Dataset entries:
//! Project pipeline state machine
//!
//! A project moves `created → analyzing → {completed | failed}`. Starting
//! while `analyzing` is a conflict; starting from a terminal state is a
//! restart and resets the step table.

use crate::error::{PipelineError, PipelineResult};
use crate::types::MediaType;
use chrono::{DateTime, Utc};
use riskcheck_common::events::StepName;
use serde::{Deserialize, Serialize};
use std::collections::BTreeMap;
use std::path::PathBuf;
use uuid::Uuid;

/// Characters of a step preview kept in the store
pub const PREVIEW_LIMIT: usize = 300;

/// Project lifecycle status
#[derive(Debug, Clone, Copy, PartialEq, Eq, Serialize, Deserialize)]
#[serde(rename_all = "lowercase")]
pub enum ProjectStatus {
    Created,
    Analyzing,
    Completed,
    Failed,
}

impl ProjectStatus {
    pub fn is_terminal(&self) -> bool {
        matches!(self, ProjectStatus::Completed | ProjectStatus::Failed)
    }
}

/// Per-step status
#[derive(Debug, Clone, Copy, PartialEq, Eq, Serialize, Deserialize)]
#[serde(rename_all = "lowercase")]
pub enum StepStatus {
    Pending,
    Running,
    Completed,
}

/// Pipeline state of one project
#[derive(Debug, Clone, PartialEq, Serialize, Deserialize)]
pub struct PipelineState {
    pub status: ProjectStatus,
    pub step_status: BTreeMap<StepName, StepStatus>,
    pub current_iteration: usize,
    pub total_iterations: usize,
}

impl Default for PipelineState {
    fn default() -> Self {
        Self {
            status: ProjectStatus::Created,
            step_status: pending_steps(),
            current_iteration: 0,
            total_iterations: 0,
        }
    }
}

fn pending_steps() -> BTreeMap<StepName, StepStatus> {
    StepName::ALL
        .iter()
        .map(|step| (*step, StepStatus::Pending))
        .collect()
}

/// Latest output recorded for a step
#[derive(Debug, Clone, PartialEq, Serialize, Deserialize)]
pub struct StepPayload {
    /// Human-readable preview, truncated to [`PREVIEW_LIMIT`] characters
    pub preview: String,
    pub data: serde_json::Value,
}

/// Parameters for a new project
#[derive(Debug, Clone)]
pub struct NewProject {
    pub title: String,
    pub media_path: PathBuf,
    pub media_type: MediaType,
    /// Parent of the per-project workspace directories
    pub projects_dir: PathBuf,
}

/// Project record held by the project store
#[derive(Debug, Clone, Serialize, Deserialize)]
pub struct Project {
    pub id: Uuid,
    pub title: String,
    pub media_path: PathBuf,
    pub file_name: String,
    pub media_type: MediaType,
    /// Artifact directory, `<projects_dir>/<id>`
    pub workspace_dir: PathBuf,
    pub state: PipelineState,
    /// Completed steps / total steps, 0.0 - 1.0
    pub progress: f64,
    pub logs: Vec<String>,
    pub payloads: BTreeMap<StepName, StepPayload>,
    pub final_report: Option<serde_json::Value>,
    pub failure_reason: Option<String>,
    pub created_at: DateTime<Utc>,
    pub last_updated: DateTime<Utc>,
    pub analysis_started_at: Option<DateTime<Utc>>,
    pub analysis_completed_at: Option<DateTime<Utc>>,
    pub analysis_duration_seconds: Option<f64>,
}

impl Project {
    pub fn new(id: Uuid, params: NewProject) -> Self {
        let now = Utc::now();
        let file_name = params
            .media_path
            .file_name()
            .map(|n| n.to_string_lossy().into_owned())
            .unwrap_or_default();
        Self {
            id,
            title: params.title,
            media_path: params.media_path,
            file_name,
            media_type: params.media_type,
            workspace_dir: params.projects_dir.join(id.to_string()),
            state: PipelineState::default(),
            progress: 0.0,
            logs: vec!["Project created".to_string()],
            payloads: BTreeMap::new(),
            final_report: None,
            failure_reason: None,
            created_at: now,
            last_updated: now,
            analysis_started_at: None,
            analysis_completed_at: None,
            analysis_duration_seconds: None,
        }
    }

    fn touch(&mut self, now: DateTime<Utc>, log: String) {
        self.logs.push(log);
        self.last_updated = now;
    }

    fn record_duration(&mut self, now: DateTime<Utc>) {
        self.analysis_completed_at = Some(now);
        self.analysis_duration_seconds = self
            .analysis_started_at
            .map(|started| ((now - started).num_milliseconds() as f64 / 1000.0).max(0.0));
    }

    fn recompute_progress(&mut self) {
        let completed = self
            .state
            .step_status
            .values()
            .filter(|s| **s == StepStatus::Completed)
            .count();
        self.progress = completed as f64 / StepName::ALL.len() as f64;
    }

    /// Transition into `analyzing`
    pub fn start(&mut self, now: DateTime<Utc>) -> PipelineResult<()> {
        if self.state.status == ProjectStatus::Analyzing {
            return Err(PipelineError::Conflict(format!(
                "project {} is already analyzing",
                self.id
            )));
        }
        self.state = PipelineState {
            status: ProjectStatus::Analyzing,
            ..PipelineState::default()
        };
        self.progress = 0.0;
        self.final_report = None;
        self.failure_reason = None;
        self.analysis_started_at = Some(now);
        self.analysis_completed_at = None;
        self.analysis_duration_seconds = None;
        self.touch(now, "Analysis pipeline started".to_string());
        Ok(())
    }

    fn require_analyzing(&self, operation: &str) -> PipelineResult<()> {
        if self.state.status != ProjectStatus::Analyzing {
            return Err(PipelineError::Store(format!(
                "{} requires an analyzing project (status: {:?})",
                operation, self.state.status
            )));
        }
        Ok(())
    }

    pub fn step_running(&mut self, step: StepName, now: DateTime<Utc>) -> PipelineResult<()> {
        self.require_analyzing("mark_step_running")?;
        self.state.step_status.insert(step, StepStatus::Running);
        self.touch(now, format!("{} started", step));
        Ok(())
    }

    pub fn step_completed(
        &mut self,
        step: StepName,
        preview: &str,
        data: serde_json::Value,
        now: DateTime<Utc>,
    ) -> PipelineResult<()> {
        self.require_analyzing("update_status")?;
        self.state.step_status.insert(step, StepStatus::Completed);
        self.payloads.insert(
            step,
            StepPayload {
                preview: preview.chars().take(PREVIEW_LIMIT).collect(),
                data,
            },
        );
        self.recompute_progress();
        self.touch(now, format!("{} completed", step));
        Ok(())
    }

    pub fn set_iteration(&mut self, current: usize, total: usize, now: DateTime<Utc>) -> PipelineResult<()> {
        self.require_analyzing("update_iteration")?;
        if current > total {
            return Err(PipelineError::Store(format!(
                "iteration {} exceeds total {}",
                current, total
            )));
        }
        self.state.current_iteration = current;
        self.state.total_iterations = total;
        self.last_updated = now;
        Ok(())
    }

    pub fn complete(&mut self, final_report: serde_json::Value, now: DateTime<Utc>) -> PipelineResult<()> {
        self.require_analyzing("mark_completed")?;
        self.state.status = ProjectStatus::Completed;
        self.progress = 1.0;
        self.final_report = Some(final_report);
        self.record_duration(now);
        self.touch(now, "Analysis pipeline completed".to_string());
        Ok(())
    }

    /// Transition into `failed`; allowed from any state
    pub fn fail(&mut self, reason: &str, now: DateTime<Utc>) {
        self.state.status = ProjectStatus::Failed;
        self.failure_reason = Some(reason.to_string());
        self.record_duration(now);
        self.touch(now, format!("Analysis pipeline failed: {}", reason));
    }
}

What this task involves: Each line of the records above, from the first through the one containing "use crate::types::MediaType;", is to be retyped exactly; no other line belongs.

Exercise response:
//! Project pipeline state machine
//!
//! A project moves `created → analyzing → {completed | failed}`. Starting
//! while `analyzing` is a conflict; starting from a terminal state is a
//! restart and resets the step table.

use crate::error::{PipelineError, PipelineResult};
use crate::types::MediaType;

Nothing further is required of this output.